Mumbai noise punishment stalls honkers in traffic light limbo


noise control

© Mumbai Police

Making the punishment fit the crime has perhaps never been better applied than in this Mumbai authorities' new scheme to combat the Indian city's hellish noise from honking car horns. The more irate drivers honk, the longer the light stays red.

Drivers stuck in Mumbai's horrendous traffic jams tend to blast impatiently on their car klaxons when queuing at stop lights, and the aggregate din of hundreds of horns contributes notably to the city's already high noise pollution.

According to the TomTom traffic index, Mumbai was recently ranked as the fourth most congested city in the world, with 65% congestion and drivers spending an average of eight days and 17 hours in traffic each year. Something had to be done.

So, Mumbai Police has been trialling a new simple system, introducing what it calls "the punishing signal" as part of a "honk more, wait more" formula. Technicians have rigged the traffic lights at traditionally congested intersections with the means to measure the decibels. When the danger mark of 85dB is reached, the light signal timer resets, forcing drivers to wait even longer.

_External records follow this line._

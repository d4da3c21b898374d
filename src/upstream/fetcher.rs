//! Page Fetcher
//!
//! One request to the upstream search endpoint per call. No retries.

use async_trait::async_trait;
use reqwest::Client;
use tracing::{debug, error};

use crate::config::Config;
use crate::error::{ProxyError, Result};
use crate::upstream::{Page, SearchResponse};

/// Largest page the search endpoint serves.
pub const MAX_RESULTS_PER_PAGE: u32 = 50;

/// Fetches a single page of a channel's search results.
#[async_trait]
pub trait PageFetcher: Send + Sync {
    /// Requests the page identified by `page_token`, or the first page when None.
    async fn fetch_page(&self, channel_id: &str, page_token: Option<&str>) -> Result<Page>;
}

// == HTTP Page Fetcher ==
/// PageFetcher backed by the upstream HTTP search endpoint.
#[derive(Debug, Clone)]
pub struct HttpPageFetcher {
    client: Client,
    endpoint: String,
    api_key: Option<String>,
    strict_pages: bool,
}

impl HttpPageFetcher {
    /// Builds a fetcher from configuration.
    ///
    /// A missing API key is not an error here; every fetch reports it instead.
    pub fn from_config(config: &Config) -> Result<Self> {
        let mut builder = Client::builder();
        if let Some(timeout) = config.request_timeout() {
            builder = builder.timeout(timeout);
        }

        Ok(Self {
            client: builder.build()?,
            endpoint: config.search_endpoint.clone(),
            api_key: config.api_key.clone(),
            strict_pages: config.strict_pages,
        })
    }

    fn decode(&self, body: &str) -> Result<Page> {
        let response: SearchResponse = serde_json::from_str(body)
            .map_err(|e| ProxyError::MalformedResponse(e.to_string()))?;

        match response.items {
            Some(items) => Ok(Page {
                items,
                next_page_token: response.next_page_token,
            }),
            None if self.strict_pages => Err(ProxyError::MalformedResponse(
                "response has no items field".to_string(),
            )),
            None => {
                debug!("Upstream page has no items field, ending pagination");
                Ok(Page::default())
            }
        }
    }
}

#[async_trait]
impl PageFetcher for HttpPageFetcher {
    async fn fetch_page(&self, channel_id: &str, page_token: Option<&str>) -> Result<Page> {
        let api_key = self.api_key.as_deref().ok_or_else(|| {
            ProxyError::Config("YouTube API key not loaded (set YT_API_KEY)".to_string())
        })?;

        let max_results = MAX_RESULTS_PER_PAGE.to_string();
        let mut query = vec![
            ("key", api_key),
            ("channelId", channel_id),
            ("part", "snippet,id"),
            ("order", "date"),
            ("maxResults", max_results.as_str()),
        ];
        if let Some(token) = page_token {
            query.push(("pageToken", token));
        }

        debug!(channel_id, page_token, "Fetching upstream page");

        let response = self.client.get(&self.endpoint).query(&query).send().await?;
        let status = response.status();
        let body = response.text().await?;

        if !status.is_success() {
            error!(channel_id, status = status.as_u16(), "Upstream returned an error status");
            return Err(ProxyError::Upstream {
                status: status.as_u16(),
                body,
            });
        }

        self.decode(&body)
    }
}
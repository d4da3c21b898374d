//! Cache Store Module
//!
//! Per-channel listing cache with lazy TTL expiration.

use std::collections::HashMap;
use std::time::Duration;

use crate::cache::{CacheEntry, CacheStats};
use crate::models::VideoSummary;

// == Cache Store ==
/// Listing cache keyed by channel cache key.
#[derive(Debug)]
pub struct CacheStore {
    /// Key-value storage
    entries: HashMap<String, CacheEntry>,
    /// Performance statistics
    stats: CacheStats,
    /// Validity of every written entry
    ttl: Duration,
}

impl CacheStore {
    // == Constructor ==
    /// Creates an empty CacheStore whose entries live for `ttl`.
    pub fn new(ttl: Duration) -> Self {
        Self {
            entries: HashMap::new(),
            stats: CacheStats::new(),
            ttl,
        }
    }

    /// Returns the TTL applied on every write.
    pub fn ttl(&self) -> Duration {
        self.ttl
    }

    // == Set ==
    /// Stores a payload under `key`, replacing any previous entry and
    /// restarting its TTL.
    pub fn set(&mut self, key: impl Into<String>, payload: Vec<VideoSummary>) {
        self.entries
            .insert(key.into(), CacheEntry::new(payload, self.ttl));
        self.stats.set_total_entries(self.entries.len());
    }

    // == Get ==
    /// Returns the payload for `key` if present and not expired.
    ///
    /// Expired entries are removed and counted as misses.
    pub fn get(&mut self, key: &str) -> Option<Vec<VideoSummary>> {
        let expired = match self.entries.get(key) {
            Some(entry) if !entry.is_expired() => {
                let payload = entry.payload.clone();
                self.stats.record_hit();
                return Some(payload);
            }
            Some(_) => true,
            None => false,
        };

        if expired {
            self.entries.remove(key);
            self.stats.record_expirations(1);
            self.stats.set_total_entries(self.entries.len());
        }
        self.stats.record_miss();
        None
    }

    // == TTL Remaining ==
    /// Remaining validity of a live entry, None if absent or expired.
    pub fn ttl_remaining(&self, key: &str) -> Option<Duration> {
        self.entries
            .get(key)
            .filter(|entry| !entry.is_expired())
            .map(CacheEntry::ttl_remaining)
    }

    // == Stats ==
    /// Returns current cache statistics.
    pub fn stats(&self) -> CacheStats {
        let mut stats = self.stats.clone();
        stats.set_total_entries(self.entries.len());
        stats
    }

    // == Cleanup Expired ==
    /// Removes all expired entries from the cache.
    ///
    /// Returns the number of entries removed.
    pub fn cleanup_expired(&mut self) -> usize {
        let before = self.entries.len();
        self.entries.retain(|_, entry| !entry.is_expired());
        let count = before - self.entries.len();

        self.stats.record_expirations(count);
        self.stats.set_total_entries(self.entries.len());
        count
    }

    pub fn len(&self) -> usize {
        self.entries.len()
    }

    pub fn is_empty(&self) -> bool {
        self.entries.is_empty()
    }
}
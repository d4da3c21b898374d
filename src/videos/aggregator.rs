//! Video Aggregator
//!
//! Serves a channel's listing from cache, or pages through the upstream
//! search endpoint and caches the formatted result.

use std::sync::Arc;

use tracing::{debug, error, info, warn};

use crate::cache::{channel_key, SharedCache};
use crate::error::Result;
use crate::models::VideoListing;
use crate::upstream::{PageFetcher, SearchItem};
use crate::videos::format_videos;

// == Video Aggregator ==
/// Cache-fronted pagination over a [`PageFetcher`].
///
/// Concurrent misses on the same channel are not coalesced: each runs the
/// full page loop and the last write wins.
#[derive(Clone)]
pub struct VideoAggregator {
    fetcher: Arc<dyn PageFetcher>,
    cache: SharedCache,
    /// Upper bound on pages fetched per aggregation, None = unbounded
    max_pages: Option<usize>,
}

impl VideoAggregator {
    pub fn new(fetcher: Arc<dyn PageFetcher>, cache: SharedCache, max_pages: Option<usize>) -> Self {
        Self {
            fetcher,
            cache,
            max_pages,
        }
    }

    /// The cache this aggregator reads and populates.
    pub fn cache(&self) -> &SharedCache {
        &self.cache
    }

    // == List Videos ==
    /// Returns the channel's videos, newest first.
    ///
    /// On a miss every page is fetched before anything is cached; an error on
    /// any page aborts the run and leaves the cache untouched.
    pub async fn list_videos(&self, channel_id: &str) -> Result<VideoListing> {
        let key = channel_key(channel_id);

        // Write lock: a lookup may drop an expired entry and updates stats
        let cached = self.cache.write().await.get(&key);
        if let Some(videos) = cached {
            debug!(channel_id, count = videos.len(), "Serving videos from cache");
            return Ok(VideoListing::new(videos, true));
        }

        debug!(channel_id, "Cache miss, fetching from upstream");
        let items = self.fetch_all(channel_id).await.map_err(|err| {
            error!(channel_id, error = %err, "Video aggregation failed");
            err
        })?;

        let videos = format_videos(items);
        self.cache.write().await.set(key, videos.clone());

        info!(channel_id, count = videos.len(), "Cached channel videos");
        Ok(VideoListing::new(videos, false))
    }

    /// Follows continuation tokens until the upstream stops returning one
    /// or the page cap is reached.
    async fn fetch_all(&self, channel_id: &str) -> Result<Vec<SearchItem>> {
        let mut items = Vec::new();
        let mut page_token: Option<String> = None;
        let mut pages = 0usize;

        loop {
            let page = self
                .fetcher
                .fetch_page(channel_id, page_token.as_deref())
                .await?;
            pages += 1;
            items.extend(page.items);

            page_token = match page.next_page_token {
                Some(token) => Some(token),
                None => break,
            };

            if self.max_pages.is_some_and(|max| pages >= max) {
                warn!(channel_id, pages, "Page limit reached, listing truncated");
                break;
            }
        }

        debug!(channel_id, pages, items = items.len(), "Pagination complete");
        Ok(items)
    }
}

Since November 2019, the success of the trial has had other noisy cities, such as Bangalore and Delhi, looking at copying the punishing signal.

“Honking is a bad habit and an act of traffic indiscipline. Unfortunately, many Mumbaikars indulge in reckless honking. Honking causes noise pollution, hurts the eardrums, increases heart rate, creates traffic confusion and causes stress,” said Madhukar Pandey, joint commissioner of the Mumbai Police Traffic division.

And the venture has been intelligently put across through a good-natured Bollywood-style Mumbai Police video (above) that agencies of law and order the world over might learn from. In this case, the punishment works to create a collective response: the lights will stay red until enough drivers stop honking and the overall decibel count falls enough for the lights to turn green. Brilliant!?